A Kroger spokesperson told Nexstar’s WRIC that workers at one of their Little Clinic locations made the mistake of administering the shots. They said the health care professional giving the shots was under the impression that a colleague had filled the syringes prior to the appointments.

“Less than 10” people got a shot of nothing, according to the spokesperson.

Everyone who did not receive a vaccine upon their first visit was called back to the clinic to receive their COVID-19 vaccine.

The spokesperson said that the Virginia Department of Health has been working with them after the incident.

Kroger said the issue was addressed with staff and vaccinators and The Little Clinic workers have been retrained to give vaccines.

“We apologize for this oversight and the inconvenience caused for these customers,” Kroger said in a statement.

Throughout the vaccination process, clinics at Kroger locations have administered around 836,000 vaccines.

Local residents who heard about the incident offered a mixture of emotions. James Millner, who got his COVID-19 vaccine at the same Kroger location, says he believes mistakes are inevitable.

“This is a Herculean effort by the government and private industry working together to get as many people vaccinated as quickly as possible. Mistakes are going to happen in this process, I think that should be expected,” Millner said. “But I think we should take it in stride, and it should certainly not deter anybody from seeking the vaccine or getting the vaccine.”

Another resident voiced concerns, saying she was worried people could be hesitant about getting the vaccine after the mistake.

Zena Vruce says, “There’s already people having problems already about, you know, ‘should I take it or should I not?’”

Vruce said the empty shots seemed “a little reckless” and wonders how someone did not notice the syringes were not full of vaccine.



https://www.wkrn.com/news/kroger-clinic-patients-given-empty-covid-19-vaccine-shots/


----------



## MarciKS (Mar 11, 2021)

You have got to be frickin kidding me? OMG! Some people are too stupid to be holding the jobs they have.


----------



## Sunny (Mar 11, 2021)

In fact, if the syringes contained nothing but air, I'm surprised they didn't kill anyone by injecting air into their bodies.


----------



## StarSong (Mar 11, 2021)

How bizarre!


----------



## Becky1951 (Mar 11, 2021)

If air is injected it wouldn't kill but into a vein it certainly would. 
It's just mind boggling how they didn't know the syringe was empty. And these were health care professionals???


----------



## Aunt Marg (Mar 11, 2021)

Becky1951 said:


> How could they not know the syringe was empty?
> An empty syringe has the plunger all the way down, and when the needle went into the arm whoever was giving the injection wouldn't be able to push the plunger down because its already down.
> 
> *Kroger clinic patients given empty COVID-19 vaccine shots*
> ...


Pathetic! Absolutely pathetic.

This world has gone to pot.


----------



## MrPants (Mar 11, 2021)

Aunt Marg said:


> Pathetic! Absolutely pathetic.
> 
> This world has gone to *pot*.


Maybe that's the issue?


----------



## Aunt Marg (Mar 11, 2021)

MrPants said:


> Maybe that's the issue?


I don't doubt it, MrPants.


----------



## Aneeda72 (Mar 11, 2021)

Sunny said:


> In fact, if the syringes contained nothing but air, I'm surprised they didn't kill anyone by injecting air into their bodies.

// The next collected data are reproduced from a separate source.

#[cfg(test)]
mod tests {
    use super::*;

    fn armed(color: Color, kind: PieceKind) -> Piece {
        Piece::with_stacks(color, kind, 0, 10)
    }

    #[test]
    fn test_start_pockets() {
        let pos = Position::start();
        assert_eq!(pos.white_pocket[PieceKind::King.index()], 1);
        assert_eq!(pos.white_pocket[PieceKind::Pawn.index()], 8);
        assert_eq!(pos.white_pocket[PieceKind::Amazon.index()], 0);
        assert_eq!(pos.white_pocket, pos.black_pocket);
        assert!(pos.board.iter().flatten().all(Option::is_none));
    }

    #[test]
    fn test_fresh_piece_defaults() {
        let king = Piece::new(Color::White, PieceKind::King);
        assert!(king.is_royal);
        assert_eq!(king.stun_stack, 4);
        assert_eq!(king.move_stack, 0);

        let queen = Piece::new(Color::Black, PieceKind::Queen);
        assert!(!queen.is_royal);
        assert_eq!(queen.stun_stack, 9);
    }

    #[test]
    fn test_stack_guards() {
        let mut piece = Piece::new(Color::White, PieceKind::Ferz);
        piece.add_stun(-5);
        assert_eq!(piece.stun_stack, 1);
        piece.add_stun(-1);
        assert_eq!(piece.stun_stack, 0);
        piece.set_move(-3);
        assert_eq!(piece.move_stack, 0);
        piece.add_move(2);
        assert_eq!(piece.move_stack, 2);
    }

    #[test]
    fn test_apply_undo_roundtrip() {
        let mut pos = Position::empty();
        pos.board[4][0] = Some(armed(Color::White, PieceKind::King));
        pos.board[4][7] = Some(armed(Color::Black, PieceKind::King));
        let mut board = Board::from_position(&pos);
        let saved = board.position().clone();

        let moves = generator::moves_of(&board, Color::White, 4, 0, false);
        assert!(!moves.is_empty());
        board.apply(&moves[0]);
        assert_eq!(board.side_to_move(), Color::Black);
        assert_eq!(board.log_len(), 1);
        assert_eq!(board.snapshot_count(), 1);

        board.undo();
        assert_eq!(board.position(), &saved);
        assert_eq!(board.log_len(), 0);
        assert_eq!(board.snapshot_count(), 0);
    }

    #[test]
    fn test_illegal_apply_is_noop() {
        let mut pos = Position::empty();
        pos.board[4][0] = Some(armed(Color::White, PieceKind::King));
        pos.board[4][7] = Some(armed(Color::Black, PieceKind::King));
        let mut board = Board::from_position(&pos);
        let saved = board.position().clone();

        // King cannot reach the far corner in one step.
        let mv = Move::Board {
            color: Color::White,
            threat: ThreatMode::TakeMove,
            from: Square { file: 4, rank: 0 },
            to: Square { file: 0, rank: 7 },
        };
        board.apply(&mv);
        assert_eq!(board.position(), &saved);
        assert_eq!(board.log_len(), 0);
    }

    #[test]
    fn test_capture_credits_pocket() {
        let mut pos = Position::empty();
        pos.board[0][0] = Some(armed(Color::White, PieceKind::Rook));
        pos.board[0][5] = Some(armed(Color::Black, PieceKind::Knight));
        pos.board[7][7] = Some(armed(Color::Black, PieceKind::King));
        pos.board[7][0] = Some(armed(Color::White, PieceKind::King));
        let mut board = Board::from_position(&pos);

        let mv = Move::Board {
            color: Color::White,
            threat: ThreatMode::TakeMove,
            from: Square { file: 0, rank: 0 },
            to: Square { file: 0, rank: 5 },
        };
        board.apply(&mv);
        assert_eq!(board.pocket(Color::White)[PieceKind::Knight.index()], 1);
        assert_eq!(
            board.at(0, 5).map(|p| (p.color, p.kind)),
            Some((Color::White, PieceKind::Rook))
        );
        assert!(board.at(0, 0).is_none());
    }

    #[test]
    fn test_succession_crowns_piece() {
        let mut pos = Position::empty();
        pos.board[3][3] = Some(armed(Color::White, PieceKind::Ferz));
        pos.board[7][7] = Some(armed(Color::Black, PieceKind::King));
        let mut board = Board::from_position(&pos);

        let mv = Move::Succession {
            color: Color::White,
            at: Square { file: 3, rank: 3 },
        };
        board.apply(&mv);
        assert!(board.at(3, 3).map(|p| p.is_royal).unwrap_or(false));
    }

    #[test]
    fn test_place_piece_validation() {
        let mut board = Board::new();
        assert_eq!(
            board.place_piece(Color::White, PieceKind::Amazon, 3, 3),
            Err(PlacementError::NotInPocket)
        );
        // Pawns promote on the last rank, so they may not start there.
        assert_eq!(
            board.place_piece(Color::White, PieceKind::Pawn, 3, 7),
            Err(PlacementError::PromotableSquare)
        );
        assert!(board.place_piece(Color::White, PieceKind::Pawn, 3, 3).is_ok());
        assert_eq!(
            board.place_piece(Color::White, PieceKind::Pawn, 3, 3),
            Err(PlacementError::SquareOccupied)
        );
        assert_eq!(board.pocket(Color::White)[PieceKind::Pawn.index()], 7);
    }

    #[test]
    fn test_pawn_placement_stun_by_rank() {
        let mut board = Board::new();
        board.place_piece(Color::White, PieceKind::Pawn, 0, 1).unwrap();
        board.place_piece(Color::White, PieceKind::Pawn, 1, 6).unwrap();
        board.place_piece(Color::Black, PieceKind::Pawn, 2, 6).unwrap();
        assert_eq!(board.at(0, 1).unwrap().stun_stack, 7);
        assert_eq!(board.at(1, 6).unwrap().stun_stack, 2);
        assert_eq!(board.at(2, 6).unwrap().stun_stack, 7);
    }

    #[test]
    fn test_victory_requires_no_royal_and_no_pocket_king() {
        // Start: both kings still in pocket, nobody has lost.
        let board = Board::new();
        assert_eq!(board.victory(), None);

        let mut pos = Position::empty();
        pos.board[4][7] = Some(armed(Color::Black, PieceKind::King));
        let board = Board::from_position(&pos);
        assert_eq!(board.victory(), Some(Color::Black));

        // A pocketed king keeps the side alive even with an empty board.
        let mut pos = Position::empty();
        pos.white_pocket[PieceKind::King.index()] = 1;
        pos.board[4][7] = Some(armed(Color::Black, PieceKind::King));
        let board = Board::from_position(&pos);
        assert_eq!(board.victory(), None);
    }

    #[test]
    fn test_stack_control_by_color() {
        let mut pos = Position::empty();
        pos.board[0][0] = Some(Piece::with_stacks(Color::White, PieceKind::Rook, 2, 0));
        pos.board[1][0] = Some(Piece::with_stacks(Color::Black, PieceKind::Rook, 2, 0));
        let mut board = Board::from_position(&pos);

        board.stack_control(Color::White, -1, 1);
        assert_eq!(board.at(0, 0).unwrap().stun_stack, 1);
        assert_eq!(board.at(0, 0).unwrap().move_stack, 1);
        assert_eq!(board.at(1, 0).unwrap().stun_stack, 2);
        assert_eq!(board.at(1, 0).unwrap().move_stack, 0);
    }

    #[test]
    fn test_undo_fallback_without_snapshot() {
        let mut board = Board::new();
        assert_eq!(board.side_to_move(), Color::White);
        board.undo();
        assert_eq!(board.side_to_move(), Color::Black);
        board.undo();
        assert_eq!(board.side_to_move(), Color::White);
    }
}
pub mod board;
pub mod generator;
pub mod piece_specs;
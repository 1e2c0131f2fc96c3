//! Legal-move generation, one function per move family.
//!
//! Piece moves walk the mover's chunk list; the other families scan the
//! pockets and the board. Everything here is pseudo-legality-free: whatever
//! a function returns is legal to `Board::apply` as-is.

use crate::engine::Move;
use crate::logic::board::{Board, Color, PieceKind, Square, ThreatMode, BOARD_SIZE};
use crate::logic::piece_specs;

/// Moves (and promotions) of the piece on `(file, rank)`, empty when the
/// square is empty, hostile, or the piece is gated by its stacks.
///
/// `potential` ignores the stun/move-stack gates; it feeds the evaluators'
/// mobility and threat terms and must never feed search.
pub fn moves_of(
    board: &Board,
    color: Color,
    file: usize,
    rank: usize,
    potential: bool,
) -> Vec<Move> {
    let Some(piece) = board.at(file, rank) else {
        return Vec::new();
    };
    if piece.color != color {
        return Vec::new();
    }
    if !potential && (piece.stun_stack > 0 || piece.move_stack == 0) {
        return Vec::new();
    }

    let from = Square { file, rank };
    let spec = piece_specs::get(piece.kind, color);
    let mut result = Vec::new();

    for chunk in &spec.chunks {
        let origin_file = file as i32 + chunk.origin.0;
        let origin_rank = rank as i32 + chunk.origin.1;
        for &dir in &chunk.directions {
            walk_direction(
                board, color, chunk.threat, from, origin_file, origin_rank, dir,
                chunk.max_distance, &mut result,
            );
        }
    }

    if spec.is_promotable {
        let mut promotions = Vec::new();
        result.retain(|mv| {
            let &Move::Board { threat, to, .. } = mv else {
                return true;
            };
            if !spec.promotable_squares.contains(&to) {
                return true;
            }
            for &promoted in &spec.promote_pool {
                promotions.push(Move::Promotion {
                    color,
                    threat,
                    from,
                    to,
                    promoted,
                });
            }
            false
        });
        result.extend(promotions);
    }

    result
}

#[allow(clippy::too_many_arguments)]
fn walk_direction(
    board: &Board,
    color: Color,
    threat: ThreatMode,
    from: Square,
    origin_file: i32,
    origin_rank: i32,
    dir: (i32, i32),
    max_distance: i32,
    result: &mut Vec<Move>,
) {
    let emit = |result: &mut Vec<Move>, to: Square| {
        result.push(Move::Board {
            color,
            threat,
            from,
            to,
        });
    };

    for i in 1..=max_distance {
        let Some(to) = Square::from_offsets(origin_file + dir.0 * i, origin_rank + dir.1 * i)
        else {
            break;
        };
        let occupant = board.at(to.file, to.rank);

        match threat {
            ThreatMode::Catch => match occupant {
                None => continue,
                Some(p) if p.color == color => break,
                Some(_) => {
                    emit(result, to);
                    break;
                }
            },
            ThreatMode::TakeMove => match occupant {
                None => {
                    emit(result, to);
                    continue;
                }
                Some(p) if p.color == color => break,
                Some(_) => {
                    emit(result, to);
                    break;
                }
            },
            ThreatMode::Move => match occupant {
                None => {
                    emit(result, to);
                    continue;
                }
                Some(_) => break,
            },
            ThreatMode::Take => match occupant {
                None => continue,
                Some(p) if p.color == color => break,
                Some(_) => {
                    emit(result, to);
                    break;
                }
            },
            ThreatMode::Shift => match occupant {
                None => continue,
                Some(_) => {
                    emit(result, to);
                    break;
                }
            },
            ThreatMode::TakeJump => {
                if occupant.is_none() {
                    continue;
                }
                // Hurdle found: the landing square is one step further.
                let landing = Square::from_offsets(
                    origin_file + dir.0 * (i + 1),
                    origin_rank + dir.1 * (i + 1),
                );
                let Some(landing) = landing else {
                    break;
                };
                match board.at(landing.file, landing.rank) {
                    Some(p) if p.color == color => {}
                    _ => emit(result, landing),
                }
                break;
            }
        }
    }
}

/// Drop moves: every pocketed kind on every empty square, minus that kind's
/// promotion squares. On the first two plies of a non-custom initial
/// position only the king may be dropped (the opening bootstrap).
pub fn drops(board: &Board, color: Color) -> Vec<Move> {
    let mut result = Vec::new();
    let kings_only = !board.is_custom() && board.log_len() < 2;

    for kind in PieceKind::ALL {
        if board.pocket(color)[kind.index()] <= 0 {
            continue;
        }
        if kings_only && kind != PieceKind::King {
            continue;
        }
        let spec = piece_specs::get(kind, color);
        for file in 0..BOARD_SIZE {
            for rank in 0..BOARD_SIZE {
                if board.at(file, rank).is_some() {
                    continue;
                }
                let at = Square { file, rank };
                if spec.is_promotable && spec.promotable_squares.contains(&at) {
                    continue;
                }
                result.push(Move::Drop { color, at, kind });
            }
        }
    }
    result
}

/// One succession move per own non-royal piece.
pub fn successions(board: &Board, color: Color) -> Vec<Move> {
    let mut result = Vec::new();
    for file in 0..BOARD_SIZE {
        for rank in 0..BOARD_SIZE {
            let Some(piece) = board.at(file, rank) else {
                continue;
            };
            if piece.color != color || piece.is_royal {
                continue;
            }
            result.push(Move::Succession {
                color,
                at: Square { file, rank },
            });
        }
    }
    result
}

/// Disguise moves come from an external collaborator; this core treats the
/// family as opaque and generates none.
pub fn disguises(_board: &Board, _color: Color) -> Vec<Move> {
    Vec::new()
}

That was my first thought as well, but it does not go in an artery


----------



## Aneeda72 (Mar 11, 2021)

Becky1951 said:


> If air is injected it wouldn't kill but into a vein it certainly would.
> It's just mind boggling how they didn't know the syringe was empty. And these were health care professionals???


I had to use the word artery,  Alexa wanted to spell vein as vain, knew that was wrong, but couldn’t think of the right spelling .  Still great minds thing alike.


----------



## MarciKS (Mar 11, 2021)

Aunt Marg said:


> I don't doubt it, MrPants.


I don't know. I think we've had a couple dope heads at work over the past few months. Wouldn't be surprised.


----------



## win231 (Mar 11, 2021)

Anyone who uses syringes knows this could not be unintentional.


----------



## Irwin (Mar 11, 2021)

It was just a matter of time. There are plans for military personnel to start administering shots.

I guess we need to keep an eye on whoever's administering our shots, just to make sure they know what the hell they're doing. I usually look away when I get a shot, but not this time.


----------



## StarSong (Mar 11, 2021)

win231 said:


> Anyone who uses syringes knows this could not be unintentional.


I can't figure out how someone would do it accidentally or in error.


----------



## Murrmurr (Mar 11, 2021)

I don't think the syringes were empty. They were probably already prepared with a delivery fluid and someone didn't add the actual vaccine.


----------



## StarSong (Mar 11, 2021)

Murrmurr said:


> I don't think the syringes were empty. They were probably already prepared with a delivery fluid and someone didn't add the actual vaccine.


That would make a WHOLE LOT more sense!!!


----------



## Don M. (Mar 11, 2021)

Given the rush to administer these vaccines, and even giving them at places like grocery stores and Walmart, I'm surprised that there haven't been more reports of "accidents".  Hopefully, all these non-medical facilities are at least having registered nurses giving the shots.


----------



## RadishRose (Mar 11, 2021)

Murrmurr said:


> I don't think the syringes were empty. They were probably already prepared with a delivery fluid and someone didn't add the actual vaccine.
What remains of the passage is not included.